OpenAI targets AI that fixes security flaws, not just finds them

OpenAI has taken its Daybreak cybersecurity initiative to the next level by integrating AI models, Codex Security, security researchers, maintainers, industry partners, and access controls to not only find but also fix software vulnerabilities. This expanded platform enables organizations to identify, validate, and remediate security flaws, while developers, maintainers, and security teams can leverage its tools to bolster their defensive capabilities.

Codex Security targets remediation bottlenecks by addressing the growing pressure on teams as vulnerability discovery advances. Since its cloud research preview launched in March, Codex Security has scanned over 30 million commits across 30,000 codebases, automatically identifying more than 500,000 findings as fixed.

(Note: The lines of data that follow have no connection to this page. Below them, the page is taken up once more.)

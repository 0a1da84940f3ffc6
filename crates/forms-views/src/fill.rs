//! Fill adapter
//!
//! `FillSession` captures a respondent's answers locally against one
//! document snapshot. Nothing reaches the store until `commit_to`.

use crate::adapter::{render_document, FieldView, RenderedForm};
use crate::error::{ViewError, ViewResult};
use crate::preview::{
    choice_lines, date_placeholder, grid_lines, rating_line, scale_line, time_placeholder,
    upload_notes,
};
use crate::text::{self, Block, NOT_IMPLEMENTED};
use forms_core::selectors::flat_field_order;
use forms_core::{
    grid_key, ChoiceConfig, DateConfig, DropdownConfig, FieldConfig, FileUploadConfig,
    FormAnswer, FormDocument, FormField, FormStore, GridConfig, LinearScaleConfig,
    LongAnswerConfig, RatingConfig, ShortAnswerConfig, TimeConfig,
};
use std::collections::BTreeMap;
use std::sync::Arc;

/// Local answer capture for one respondent
#[derive(Debug, Clone)]
pub struct FillSession {
    document: Arc<FormDocument>,
    answers: BTreeMap<String, FormAnswer>,
}

impl FillSession {
    /// Start from `document`, picking up any answers already stored on it
    pub fn new(document: Arc<FormDocument>) -> Self {
        let answers = document
            .fields()
            .values()
            .filter_map(|f| f.answer.clone().map(|a| (f.id.clone(), a)))
            .collect();
        Self { document, answers }
    }

    pub fn from_store(store: &FormStore) -> Self {
        Self::new(store.snapshot())
    }

    pub fn document(&self) -> &Arc<FormDocument> {
        &self.document
    }

    pub fn answer(&self, field_id: &str) -> Option<&FormAnswer> {
        self.answers.get(field_id)
    }

    pub fn answers(&self) -> &BTreeMap<String, FormAnswer> {
        &self.answers
    }

    /// Drop the answer for `field_id`, `true` if there was one
    pub fn clear(&mut self, field_id: &str) -> bool {
        self.answers.remove(field_id).is_some()
    }

    fn field(&self, field_id: &str) -> ViewResult<Arc<FormField>> {
        self.document
            .field(field_id)
            .cloned()
            .ok_or_else(|| ViewError::FieldNotFound(field_id.to_string()))
    }

    /// Edit the choice map of `field_id`, replacing a text answer if present
    fn edit_choices<R, F>(&mut self, field_id: &str, edit: F) -> R
    where
        F: FnOnce(&mut BTreeMap<String, bool>) -> R,
    {
        let mut choices = match self.answers.remove(field_id) {
            Some(FormAnswer::Choices(map)) => map,
            _ => BTreeMap::new(),
        };
        let result = edit(&mut choices);
        self.answers
            .insert(field_id.to_string(), FormAnswer::Choices(choices));
        result
    }

    /// Single selection for multiple choice and dropdown fields
    pub fn choose(&mut self, field_id: &str, option_id: &str) -> ViewResult<()> {
        let field = self.field(field_id)?;
        match &field.config {
            FieldConfig::MultipleChoice(_) | FieldConfig::Dropdown(_) => {}
            config => return Err(wrong_input(field_id, config, "a single choice")),
        }
        ensure_option(&field, option_id)?;
        self.answers
            .insert(field_id.to_string(), FormAnswer::choice(option_id));
        Ok(())
    }

    /// Flip one checkbox, returning its new state
    pub fn toggle(&mut self, field_id: &str, option_id: &str) -> ViewResult<bool> {
        let field = self.field(field_id)?;
        if !matches!(field.config, FieldConfig::Checkbox(_)) {
            return Err(wrong_input(field_id, &field.config, "a checkbox toggle"));
        }
        ensure_option(&field, option_id)?;
        Ok(self.edit_choices(field_id, |choices| {
            let state = !choices.get(option_id).copied().unwrap_or(false);
            choices.insert(option_id.to_string(), state);
            state
        }))
    }

    /// Select a grid cell, returning its new state.
    ///
    /// A multiple choice grid keeps one cell per row. A checkbox grid toggles
    /// the cell. Either kind keeps one cell per column when
    /// `limit_to_one_per_column` is set.
    pub fn choose_cell(
        &mut self,
        field_id: &str,
        row_id: &str,
        column_id: &str,
    ) -> ViewResult<bool> {
        let field = self.field(field_id)?;
        let (grid, single_per_row) = match &field.config {
            FieldConfig::MultipleChoiceGrid(grid) => (grid, true),
            FieldConfig::CheckboxGrid(grid) => (grid, false),
            config => return Err(wrong_input(field_id, config, "a grid cell")),
        };
        for (id, entries) in [(row_id, &grid.table.rows), (column_id, &grid.table.columns)] {
            if !entries.iter().any(|o| o.id == id) {
                return Err(ViewError::ChoiceNotFound {
                    field_id: field_id.to_string(),
                    choice_id: id.to_string(),
                });
            }
        }

        let key = grid_key(row_id, column_id);
        Ok(self.edit_choices(field_id, |choices| {
            let state = single_per_row || !choices.get(&key).copied().unwrap_or(false);
            if state {
                if single_per_row {
                    for column in &grid.table.columns {
                        choices.remove(&grid_key(row_id, &column.id));
                    }
                }
                if grid.limit_to_one_per_column {
                    for row in &grid.table.rows {
                        choices.remove(&grid_key(&row.id, column_id));
                    }
                }
            }
            choices.insert(key, state);
            state
        }))
    }

    /// Free text for short/long answers, dates, times and file names
    pub fn write_text(&mut self, field_id: &str, value: impl Into<String>) -> ViewResult<()> {
        let field = self.field(field_id)?;
        match &field.config {
            FieldConfig::ShortAnswer(_)
            | FieldConfig::LongAnswer(_)
            | FieldConfig::Date(_)
            | FieldConfig::Time(_)
            | FieldConfig::FileUpload(_) => {}
            config => return Err(wrong_input(field_id, config, "text")),
        }
        self.answers
            .insert(field_id.to_string(), FormAnswer::text(value));
        Ok(())
    }

    /// Point on a linear scale or rating
    pub fn pick_value(&mut self, field_id: &str, value: u32) -> ViewResult<()> {
        let field = self.field(field_id)?;
        let (min, max) = match &field.config {
            FieldConfig::LinearScale(scale) => {
                let values = scale.values();
                (values.start, values.end.saturating_sub(1))
            }
            FieldConfig::Rating(rating) => (1, rating.levels()),
            config => return Err(wrong_input(field_id, config, "a number")),
        };
        if !(min..=max).contains(&value) {
            return Err(ViewError::OutOfRange {
                field_id: field_id.to_string(),
                value,
                min,
                max,
            });
        }
        self.answers
            .insert(field_id.to_string(), FormAnswer::text(value.to_string()));
        Ok(())
    }

    /// Required fields without an answer, in display order
    pub fn missing_required(&self) -> Vec<String> {
        flat_field_order(&self.document)
            .into_iter()
            .filter(|id| {
                self.document.field(id).map_or(false, |f| f.required)
                    && self.answers.get(*id).map_or(true, is_blank)
            })
            .map(String::from)
            .collect()
    }

    /// Write every captured answer to `store`, returning how many landed
    pub fn commit_to(&self, store: &FormStore) -> usize {
        let applied = self
            .answers
            .iter()
            .filter(|(field_id, answer)| store.set_answer(field_id, (*answer).clone()).is_applied())
            .count();
        tracing::debug!(
            document_id = self.document.id(),
            applied,
            captured = self.answers.len(),
            "answers committed"
        );
        applied
    }

    pub fn render(&self) -> RenderedForm {
        render_document(&mut FillView::new(self), &self.document)
    }
}
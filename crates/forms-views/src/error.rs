//! View errors

use thiserror::Error;

/// Rejected answer input
#[derive(Error, Debug, Clone, PartialEq, Eq)]
pub enum ViewError {
    #[error("field not found: {0}")]
    FieldNotFound(String),

    #[error("field {field_id} ({type_tag}) does not accept {input}")]
    WrongInput {
        field_id: String,
        type_tag: &'static str,
        input: &'static str,
    },

    #[error("field {field_id} has no choice {choice_id}")]
    ChoiceNotFound { field_id: String, choice_id: String },

    #[error("value {value} is outside {min}..={max} for field {field_id}")]
    OutOfRange {
        field_id: String,
        value: u32,
        min: u32,
        max: u32,
    },
}

pub type ViewResult<T> = std::result::Result<T, ViewError>;
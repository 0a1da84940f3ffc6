use super::*;
use crate::domain::{
    default_config, ChoiceConfig, FieldConfig, FieldKind, FieldPatch, FormAnswer, NewOption,
    OptionPatch, SectionPatch,
};
use crate::fixtures::{seed_document, SEED_SECTION_ID};
use crate::integrity::check_integrity;
use crate::selectors::flat_field_order;
use std::sync::atomic::AtomicUsize;

fn empty_store() -> (FormStore, String) {
    let store = FormStore::default();
    let section_id = store.snapshot().sections().keys().next().unwrap().clone();
    (store, section_id)
}

fn seeded_store() -> FormStore {
    FormStore::with_document(seed_document(), StoreConfig::default())
}

fn order(store: &FormStore, section_id: &str) -> Vec<String> {
    store.get_section(section_id).unwrap().field_order.clone()
}

#[test]
fn test_new_store_has_one_empty_section() {
    let (store, section_id) = empty_store();
    let doc = store.snapshot();
    assert_eq!(doc.sections().len(), 1);
    assert!(doc.fields().is_empty());
    assert!(order(&store, &section_id).is_empty());
    assert_eq!(store.version(), 0);
}

#[test]
fn test_field_lifecycle_scenario() {
    let (store, s) = empty_store();

    let field = FormField::new("f1", default_config(FieldKind::ShortAnswer));
    assert!(store.add_field(&s, field).is_applied());
    assert_eq!(order(&store, &s), vec!["f1"]);

    store.update_field("f1", FieldPatch::new().title("Name"));
    assert_eq!(store.get_field("f1").unwrap().title.as_deref(), Some("Name"));

    assert!(store.remove_field("f1").is_applied());
    assert!(store.get_field("f1").is_none());
    assert!(order(&store, &s).is_empty());
}

#[test]
fn test_add_then_remove_restores_document() {
    let store = seeded_store();
    let before = store.snapshot();

    store.add_field(
        SEED_SECTION_ID,
        FormField::new("extra", default_config(FieldKind::Rating)),
    );
    store.remove_field("extra");

    assert_eq!(*store.snapshot(), *before);
}

#[test]
fn test_remove_strips_from_order() {
    let (store, s) = empty_store();
    for id in ["a", "b", "c"] {
        store.add_field(&s, FormField::new(id, default_config(FieldKind::Date)));
    }
    store.remove_field("b");
    assert_eq!(order(&store, &s), vec!["a", "c"]);
    assert!(store.get_field("b").is_none());
}

#[test]
fn test_add_field_without_section_keeps_field() {
    let (store, s) = empty_store();
    let outcome = store.add_field("nope", FormField::new("f", default_config(FieldKind::Time)));
    assert!(outcome.is_applied());
    assert!(store.get_field("f").is_some());
    assert!(order(&store, &s).is_empty());
}

#[test]
fn test_add_existing_field_moves_it() {
    let store = seeded_store();
    store.add_section(Section::new("other", "Other"));
    store.add_field("other", FormField::new("0", default_config(FieldKind::ShortAnswer)));

    assert_eq!(order(&store, "other"), vec!["0"]);
    assert!(!order(&store, SEED_SECTION_ID).contains(&"0".to_string()));
    assert!(check_integrity(&store.snapshot()).is_empty());
}

#[test]
fn test_add_existing_field_to_missing_section_keeps_order() {
    let store = seeded_store();
    let before = order(&store, SEED_SECTION_ID);

    let outcome = store.add_field("nope", FormField::new("0", default_config(FieldKind::Date)));
    assert!(outcome.is_applied());
    assert_eq!(order(&store, SEED_SECTION_ID), before);
    assert_eq!(store.get_field("0").unwrap().kind(), Some(FieldKind::Date));
    assert!(check_integrity(&store.snapshot()).is_empty());
}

The platform adapts to a team’s codebase and threat model, or builds one if necessary. It identifies plausible vulnerabilities, checks whether affected code is reachable, collects evidence for validation, creates targeted patches, and verifies results. Human operators maintain control over which findings to investigate, which changes to implement, and what data to share.

With the updated Codex Security plugin, developers can run deep scans or review recent changes in repositories, pull requests, and local code. They can generate reports with severity ratings, affected code locations, validation evidence, and remediation guidance. The plugin also traces attack paths, builds threat models, validates findings, and produces codebase-specific patches for review.

“The plugin can also triage and validate existing findings from scanners, advisories, bug bounty reports, or ticketing systems, then automate patch generation at scale to help reduce vulnerability backlogs,” OpenAI stated. “When Codex Security completes a scan, it can export findings to an existing vulnerability management system or integrate with other tools through SARIF files, CodeQL queries, and more. The plugin makes these capabilities more accessible for automated pipelines using Codex CLI and for developer workflows in the Codex app.”

GPT-5.5-Cyber gains new security capabilities as well. This model, still available to verified defenders performing authorized work requiring OpenAI’s most advanced cyber tools, focuses on reducing unnecessary refusals in specialized workflows. It can identify security-relevant components, determine if code is reachable, validate likely issues in controlled environments, develop and test patches, and prepare evidence for human review.

GPT-5.5-Cyber outperformed GPT-5.5 on key security benchmarks, achieving 85.6% on CyberGym, 39.5% on ExploitGym, and 69.8% on SEC-bench Pro. “We are continuing to evaluate the model’s performance on complex repositories and real remediation workflows as coordinated disclosures conclude,” OpenAI added.

OpenAI also launched the OpenAI Daybreak Cyber Partner Program, allowing participating security vendors to integrate GPT-5.5 with Trusted Access for Cyber into customer-facing products and services. Trusted Access for Cyber provides advanced cyber capabilities along with additional safeguards, monitoring, and verification measures. The company plans to expand this program to more organizations in the coming months.

The Patch the Planet initiative, launched with Trail of Bits and in collaboration with HackerOne and CALIF, supports open-source security by funding researchers and equipping them with Codex Security and advanced AI models. This initiative combines AI-assisted vulnerability discovery with expert human review to reduce false positives and ease the burden on software maintainers.

OpenAI security researchers work with open-source maintainers to validate vulnerabilities, remove duplicate reports, and verify patches before submission. Participating projects receive ChatGPT Pro, API credits, and conditional access to Codex Security. According to OpenAI, an initial five-day sprint identified hundreds of potential issues, led to dozens of merged fixes, and produced reusable testing workflows for future vulnerability discovery and remediation.

The company is collaborating with governments and institutions worldwide to strengthen cybersecurity defenses and protect critical infrastructure. “We plan to work directly with eligible operators of critical infrastructure, including government networks, to develop safeguards tailored to the systems they operate,” OpenAI said. “The focus of this work is to make advanced AI more useful to defenders while making it harder for malicious actors to cause real-world harm.”

OpenAI intends to work with enterprise customers and partners to enhance cybersecurity safeguards and help prevent attacks targeting critical services.